Input
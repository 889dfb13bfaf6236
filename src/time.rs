// This Source Code Form is subject to the terms of the Mozilla Public
// License, v. 2.0. If a copy of the MPL was not distributed with this
// file, You can obtain one at http://mozilla.org/MPL/2.0/.

//! Helper functions around time.
//!
//! Sidereal times are computed with low-precision ("fast") formulae; they are
//! accurate to roughly a second of time, which is ample for visibility
//! simulation.

use hifitime::{Duration, Epoch};

use crate::constants::{MJD_J2000, SECONDS_PER_DAY, TAU};

/// Greenwich mean sidereal time \[radians, 0 to 2π\] for a UTC MJD.
pub fn mjd_to_gmst(mjd_utc: f64) -> f64 {
    let d = mjd_utc - MJD_J2000;
    let t = d / 36525.0;
    let gmst_deg =
        280.46061837 + 360.98564736629 * d + 0.000387933 * t * t - t * t * t / 38_710_000.0;
    gmst_deg.to_radians().rem_euclid(TAU)
}

/// The equation of the equinoxes \[radians\], using only the two largest
/// nutation terms.
pub fn equation_of_equinoxes_fast(mjd_utc: f64) -> f64 {
    let d = mjd_utc - MJD_J2000;

    // Longitude of the ascending node of the Moon, mean longitude of the Sun
    // and the obliquity of the ecliptic.
    let omega = (125.04 - 0.052954 * d).to_radians();
    let l = (280.47 + 0.98565 * d).to_radians();
    let epsilon = (23.4393 - 0.0000004 * d).to_radians();

    // Nutation in longitude [hours].
    let d_psi = -0.000319 * omega.sin() - 0.000024 * (2.0 * l).sin();
    (d_psi * epsilon.cos() * 15.0).to_radians()
}

/// Greenwich apparent sidereal time \[radians, 0 to 2π\] for a UTC MJD.
pub fn mjd_to_gast_fast(mjd_utc: f64) -> f64 {
    (mjd_to_gmst(mjd_utc) + equation_of_equinoxes_fast(mjd_utc)).rem_euclid(TAU)
}

/// The times that visibilities are simulated at. Every visibility "dump" is
/// split into `num_vis_ave` sub-intervals (over which Jones matrices are
/// averaged), and each of those is split into `num_fringe_ave` sub-intervals
/// (over which the fringe phase is averaged).
#[derive(Debug, Clone, Copy)]
pub struct TimeGrid {
    /// The start of the first dump.
    pub start: Epoch,

    /// The length of each dump.
    pub time_res: Duration,

    pub num_times: usize,

    pub num_vis_ave: usize,

    pub num_fringe_ave: usize,
}

impl TimeGrid {
    fn start_mjd(&self) -> f64 {
        self.start.to_mjd_utc_days()
    }

    fn dump_days(&self) -> f64 {
        self.time_res.to_seconds() / SECONDS_PER_DAY
    }

    /// The UTC MJD at the centre of dump `i_time`.
    pub fn dump_centre_mjd(&self, i_time: usize) -> f64 {
        self.start_mjd() + self.dump_days() * (i_time as f64 + 0.5)
    }

    /// The UTC MJD at the centre of a Jones-averaging sub-interval.
    pub fn vis_ave_centre_mjd(&self, i_time: usize, i_vis_ave: usize) -> f64 {
        let dt_ave = self.dump_days() / self.num_vis_ave as f64;
        self.start_mjd() + self.dump_days() * i_time as f64 + dt_ave * (i_vis_ave as f64 + 0.5)
    }

    /// The UTC MJD at the centre of a fringe-averaging sub-interval.
    pub fn fringe_ave_centre_mjd(&self, i_time: usize, i_vis_ave: usize, i_fringe: usize) -> f64 {
        let dt_ave = self.dump_days() / self.num_vis_ave as f64;
        let dt_fringe = dt_ave / self.num_fringe_ave as f64;
        self.start_mjd()
            + self.dump_days() * i_time as f64
            + dt_ave * i_vis_ave as f64
            + dt_fringe * (i_fringe as f64 + 0.5)
    }

    /// The centres of every dump.
    pub fn dump_centres(&self) -> Vec<Epoch> {
        (0..self.num_times)
            .map(|i| self.start + self.time_res * (i as f64 + 0.5))
            .collect()
    }
}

What is required
What you give back should be only the lines of the records above, starting at the line with "(d_psi * epsilon.cos()" and ending at the line with "fn dump_days(&self) ->", restated word for word.

Output below
    (d_psi * epsilon.cos() * 15.0).to_radians()
}

/// Greenwich apparent sidereal time \[radians, 0 to 2π\] for a UTC MJD.
pub fn mjd_to_gast_fast(mjd_utc: f64) -> f64 {
    (mjd_to_gmst(mjd_utc) + equation_of_equinoxes_fast(mjd_utc)).rem_euclid(TAU)
}

/// The times that visibilities are simulated at. Every visibility "dump" is
/// split into `num_vis_ave` sub-intervals (over which Jones matrices are
/// averaged), and each of those is split into `num_fringe_ave` sub-intervals
/// (over which the fringe phase is averaged).
#[derive(Debug, Clone, Copy)]
pub struct TimeGrid {
    /// The start of the first dump.
    pub start: Epoch,

    /// The length of each dump.
    pub time_res: Duration,

    pub num_times: usize,

    pub num_vis_ave: usize,

    pub num_fringe_ave: usize,
}

impl TimeGrid {
    fn start_mjd(&self) -> f64 {
        self.start.to_mjd_utc_days()
    }

    fn dump_days(&self) -> f64 {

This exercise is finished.